#### [What you need to do]
Which lines in the listing below contain the word "matches"? Copy each one.

#### [Data for this exercise]

- - -

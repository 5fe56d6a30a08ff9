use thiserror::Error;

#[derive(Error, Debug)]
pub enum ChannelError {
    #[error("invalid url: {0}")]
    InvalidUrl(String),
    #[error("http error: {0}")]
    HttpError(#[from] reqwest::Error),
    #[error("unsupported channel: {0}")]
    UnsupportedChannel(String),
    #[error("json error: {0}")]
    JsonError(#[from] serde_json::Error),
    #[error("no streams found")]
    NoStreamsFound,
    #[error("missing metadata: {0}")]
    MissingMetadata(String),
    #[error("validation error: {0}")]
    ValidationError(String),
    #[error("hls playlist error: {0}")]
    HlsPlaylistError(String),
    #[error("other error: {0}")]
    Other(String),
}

- - -

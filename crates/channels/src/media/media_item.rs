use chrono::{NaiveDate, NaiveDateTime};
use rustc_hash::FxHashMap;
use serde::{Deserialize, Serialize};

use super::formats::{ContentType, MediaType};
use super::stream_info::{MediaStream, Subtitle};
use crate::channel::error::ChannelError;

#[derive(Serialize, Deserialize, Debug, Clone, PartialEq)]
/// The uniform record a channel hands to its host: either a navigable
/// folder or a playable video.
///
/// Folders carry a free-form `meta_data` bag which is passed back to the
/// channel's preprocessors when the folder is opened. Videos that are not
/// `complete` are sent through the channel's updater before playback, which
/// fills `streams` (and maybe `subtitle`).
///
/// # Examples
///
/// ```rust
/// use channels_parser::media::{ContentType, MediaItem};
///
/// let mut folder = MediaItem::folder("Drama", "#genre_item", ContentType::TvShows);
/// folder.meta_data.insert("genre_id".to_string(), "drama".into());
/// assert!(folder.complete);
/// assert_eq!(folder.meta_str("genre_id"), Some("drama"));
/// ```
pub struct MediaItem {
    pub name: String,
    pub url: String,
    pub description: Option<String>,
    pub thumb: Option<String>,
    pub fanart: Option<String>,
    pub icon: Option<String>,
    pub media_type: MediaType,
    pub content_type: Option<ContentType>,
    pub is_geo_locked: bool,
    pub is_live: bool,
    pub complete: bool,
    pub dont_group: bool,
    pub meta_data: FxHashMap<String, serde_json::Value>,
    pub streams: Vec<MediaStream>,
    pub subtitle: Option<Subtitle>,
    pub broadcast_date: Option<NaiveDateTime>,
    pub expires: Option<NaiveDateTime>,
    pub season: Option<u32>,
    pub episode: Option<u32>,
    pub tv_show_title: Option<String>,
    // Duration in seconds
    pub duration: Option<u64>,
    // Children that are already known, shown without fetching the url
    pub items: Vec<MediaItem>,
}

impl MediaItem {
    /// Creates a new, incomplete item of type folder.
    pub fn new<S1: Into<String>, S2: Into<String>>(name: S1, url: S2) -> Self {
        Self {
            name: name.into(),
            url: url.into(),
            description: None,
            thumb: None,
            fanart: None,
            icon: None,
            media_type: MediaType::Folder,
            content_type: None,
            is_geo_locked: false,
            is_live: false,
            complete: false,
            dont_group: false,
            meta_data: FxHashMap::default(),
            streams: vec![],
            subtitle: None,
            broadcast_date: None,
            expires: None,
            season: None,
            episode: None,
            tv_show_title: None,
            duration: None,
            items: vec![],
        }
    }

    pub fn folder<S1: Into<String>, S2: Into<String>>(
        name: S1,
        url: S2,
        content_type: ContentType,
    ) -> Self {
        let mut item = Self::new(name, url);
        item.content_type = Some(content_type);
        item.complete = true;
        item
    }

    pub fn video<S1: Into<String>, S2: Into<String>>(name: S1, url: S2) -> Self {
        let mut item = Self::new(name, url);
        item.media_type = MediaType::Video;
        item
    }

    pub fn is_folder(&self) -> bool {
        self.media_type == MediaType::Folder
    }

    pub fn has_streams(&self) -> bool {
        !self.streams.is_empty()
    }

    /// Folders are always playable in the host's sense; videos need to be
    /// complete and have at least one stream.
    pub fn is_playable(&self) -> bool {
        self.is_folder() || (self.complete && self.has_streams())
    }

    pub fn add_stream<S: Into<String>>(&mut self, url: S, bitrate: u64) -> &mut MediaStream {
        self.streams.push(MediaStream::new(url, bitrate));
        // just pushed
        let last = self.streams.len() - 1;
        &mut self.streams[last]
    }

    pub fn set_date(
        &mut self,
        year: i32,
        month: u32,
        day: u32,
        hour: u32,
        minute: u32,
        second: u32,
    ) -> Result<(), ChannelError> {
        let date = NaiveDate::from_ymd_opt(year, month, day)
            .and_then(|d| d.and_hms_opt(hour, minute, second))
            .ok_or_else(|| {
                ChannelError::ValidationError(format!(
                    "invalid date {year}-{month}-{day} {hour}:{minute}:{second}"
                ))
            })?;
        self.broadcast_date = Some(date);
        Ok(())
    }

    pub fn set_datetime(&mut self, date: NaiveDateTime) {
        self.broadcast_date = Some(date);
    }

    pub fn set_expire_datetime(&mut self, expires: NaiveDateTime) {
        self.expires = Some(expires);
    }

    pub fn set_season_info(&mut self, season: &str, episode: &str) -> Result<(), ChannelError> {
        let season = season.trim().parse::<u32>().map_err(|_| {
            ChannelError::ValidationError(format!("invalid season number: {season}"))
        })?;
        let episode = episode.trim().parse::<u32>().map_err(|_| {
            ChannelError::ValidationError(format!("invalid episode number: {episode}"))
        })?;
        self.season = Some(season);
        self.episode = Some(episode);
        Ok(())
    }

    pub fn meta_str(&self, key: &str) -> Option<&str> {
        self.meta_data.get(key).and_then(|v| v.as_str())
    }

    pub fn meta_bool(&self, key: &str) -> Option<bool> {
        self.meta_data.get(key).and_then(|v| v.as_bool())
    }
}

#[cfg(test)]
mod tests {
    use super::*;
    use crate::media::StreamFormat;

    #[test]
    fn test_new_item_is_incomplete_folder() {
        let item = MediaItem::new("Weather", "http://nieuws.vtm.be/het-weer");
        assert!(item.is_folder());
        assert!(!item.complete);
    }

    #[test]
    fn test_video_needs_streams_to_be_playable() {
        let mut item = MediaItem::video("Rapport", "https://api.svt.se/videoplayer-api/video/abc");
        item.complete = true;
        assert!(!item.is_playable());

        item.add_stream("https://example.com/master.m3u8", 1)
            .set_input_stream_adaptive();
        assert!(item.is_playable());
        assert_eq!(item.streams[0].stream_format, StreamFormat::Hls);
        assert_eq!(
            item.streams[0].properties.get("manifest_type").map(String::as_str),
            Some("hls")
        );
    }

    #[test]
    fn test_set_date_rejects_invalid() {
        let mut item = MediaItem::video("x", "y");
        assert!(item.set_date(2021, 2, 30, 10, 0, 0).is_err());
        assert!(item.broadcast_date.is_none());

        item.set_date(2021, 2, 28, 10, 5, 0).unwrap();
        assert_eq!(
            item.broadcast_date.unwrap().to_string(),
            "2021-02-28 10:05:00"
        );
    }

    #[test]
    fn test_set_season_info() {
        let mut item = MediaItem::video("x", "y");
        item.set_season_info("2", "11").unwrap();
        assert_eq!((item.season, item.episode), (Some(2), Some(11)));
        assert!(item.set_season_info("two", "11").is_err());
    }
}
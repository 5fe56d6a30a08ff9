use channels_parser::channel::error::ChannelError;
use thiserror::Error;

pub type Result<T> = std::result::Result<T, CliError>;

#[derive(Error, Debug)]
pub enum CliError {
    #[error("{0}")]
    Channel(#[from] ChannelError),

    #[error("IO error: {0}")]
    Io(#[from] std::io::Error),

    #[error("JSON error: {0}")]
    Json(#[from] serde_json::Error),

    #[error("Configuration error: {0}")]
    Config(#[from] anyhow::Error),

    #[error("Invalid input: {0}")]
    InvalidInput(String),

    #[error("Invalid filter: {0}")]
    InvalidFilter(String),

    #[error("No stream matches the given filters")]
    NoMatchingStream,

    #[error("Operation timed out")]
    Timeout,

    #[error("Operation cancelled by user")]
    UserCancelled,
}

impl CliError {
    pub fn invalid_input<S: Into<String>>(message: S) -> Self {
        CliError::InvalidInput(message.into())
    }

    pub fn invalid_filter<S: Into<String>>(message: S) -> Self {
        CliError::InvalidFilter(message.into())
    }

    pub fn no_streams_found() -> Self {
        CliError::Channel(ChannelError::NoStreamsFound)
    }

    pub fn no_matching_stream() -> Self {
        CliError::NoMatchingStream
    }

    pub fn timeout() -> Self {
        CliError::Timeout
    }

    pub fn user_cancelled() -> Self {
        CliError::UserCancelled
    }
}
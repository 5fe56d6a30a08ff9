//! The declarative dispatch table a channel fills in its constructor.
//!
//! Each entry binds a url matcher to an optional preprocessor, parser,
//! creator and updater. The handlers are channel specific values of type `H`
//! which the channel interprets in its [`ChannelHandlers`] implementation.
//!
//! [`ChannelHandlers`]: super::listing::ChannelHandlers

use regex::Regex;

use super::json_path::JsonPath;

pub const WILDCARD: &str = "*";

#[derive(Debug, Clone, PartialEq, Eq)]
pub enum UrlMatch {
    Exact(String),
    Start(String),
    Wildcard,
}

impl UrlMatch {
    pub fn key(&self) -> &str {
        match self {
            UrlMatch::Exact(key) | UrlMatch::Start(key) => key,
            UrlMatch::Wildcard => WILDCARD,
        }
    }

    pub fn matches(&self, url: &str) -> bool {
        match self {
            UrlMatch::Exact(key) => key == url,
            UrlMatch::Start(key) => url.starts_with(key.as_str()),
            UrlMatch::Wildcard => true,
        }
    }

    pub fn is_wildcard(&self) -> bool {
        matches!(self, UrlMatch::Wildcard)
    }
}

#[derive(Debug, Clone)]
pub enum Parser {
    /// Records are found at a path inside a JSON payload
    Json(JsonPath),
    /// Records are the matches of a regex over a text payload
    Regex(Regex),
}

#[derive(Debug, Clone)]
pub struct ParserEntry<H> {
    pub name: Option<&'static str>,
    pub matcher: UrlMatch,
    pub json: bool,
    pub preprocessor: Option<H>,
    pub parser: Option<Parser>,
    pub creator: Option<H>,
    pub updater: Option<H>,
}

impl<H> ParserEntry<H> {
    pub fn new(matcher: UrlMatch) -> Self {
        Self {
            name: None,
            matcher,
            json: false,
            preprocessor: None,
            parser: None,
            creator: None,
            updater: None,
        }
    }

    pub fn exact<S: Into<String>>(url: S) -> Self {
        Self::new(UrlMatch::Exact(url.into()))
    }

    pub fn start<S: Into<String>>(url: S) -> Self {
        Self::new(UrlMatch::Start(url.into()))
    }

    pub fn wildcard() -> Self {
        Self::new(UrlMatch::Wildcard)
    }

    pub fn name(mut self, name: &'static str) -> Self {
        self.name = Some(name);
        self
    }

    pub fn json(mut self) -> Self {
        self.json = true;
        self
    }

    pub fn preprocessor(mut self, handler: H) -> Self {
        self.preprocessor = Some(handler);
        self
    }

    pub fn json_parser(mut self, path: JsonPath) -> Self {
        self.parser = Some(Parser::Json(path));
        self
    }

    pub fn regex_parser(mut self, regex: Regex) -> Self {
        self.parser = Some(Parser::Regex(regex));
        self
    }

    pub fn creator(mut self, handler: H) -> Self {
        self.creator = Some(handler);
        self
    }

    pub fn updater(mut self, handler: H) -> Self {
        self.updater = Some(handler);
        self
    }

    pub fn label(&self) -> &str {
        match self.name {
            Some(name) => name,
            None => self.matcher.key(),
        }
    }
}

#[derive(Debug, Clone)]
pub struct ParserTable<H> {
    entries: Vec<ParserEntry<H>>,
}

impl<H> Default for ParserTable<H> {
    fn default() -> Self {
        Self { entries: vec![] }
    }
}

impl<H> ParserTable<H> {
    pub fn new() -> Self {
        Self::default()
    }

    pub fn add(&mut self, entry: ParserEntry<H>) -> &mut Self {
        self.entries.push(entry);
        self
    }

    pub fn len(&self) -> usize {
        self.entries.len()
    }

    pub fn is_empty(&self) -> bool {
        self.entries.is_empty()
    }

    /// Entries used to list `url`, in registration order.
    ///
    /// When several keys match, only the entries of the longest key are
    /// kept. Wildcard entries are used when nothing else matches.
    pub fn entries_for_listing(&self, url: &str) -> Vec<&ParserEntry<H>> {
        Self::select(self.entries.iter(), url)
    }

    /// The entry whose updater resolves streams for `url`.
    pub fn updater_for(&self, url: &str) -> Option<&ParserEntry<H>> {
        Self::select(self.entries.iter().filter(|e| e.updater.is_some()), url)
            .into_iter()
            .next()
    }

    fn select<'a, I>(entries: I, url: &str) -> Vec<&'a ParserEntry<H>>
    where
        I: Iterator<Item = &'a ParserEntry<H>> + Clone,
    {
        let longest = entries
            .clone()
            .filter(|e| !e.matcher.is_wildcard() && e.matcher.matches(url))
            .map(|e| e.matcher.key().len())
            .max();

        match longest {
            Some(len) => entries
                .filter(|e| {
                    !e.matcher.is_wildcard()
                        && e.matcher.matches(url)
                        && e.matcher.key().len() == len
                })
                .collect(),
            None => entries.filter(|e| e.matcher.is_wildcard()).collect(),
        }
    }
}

- - -

#### [Response box]
    #[error("No stream matches the given filters")]
    pub fn matches(&self, url: &str) -> bool {
        matches!(self, UrlMatch::Wildcard)
    /// Records are the matches of a regex over a text payload
    /// kept. Wildcard entries are used when nothing else matches.
            .filter(|e| !e.matcher.is_wildcard() && e.matcher.matches(url))
                        && e.matcher.matches(url)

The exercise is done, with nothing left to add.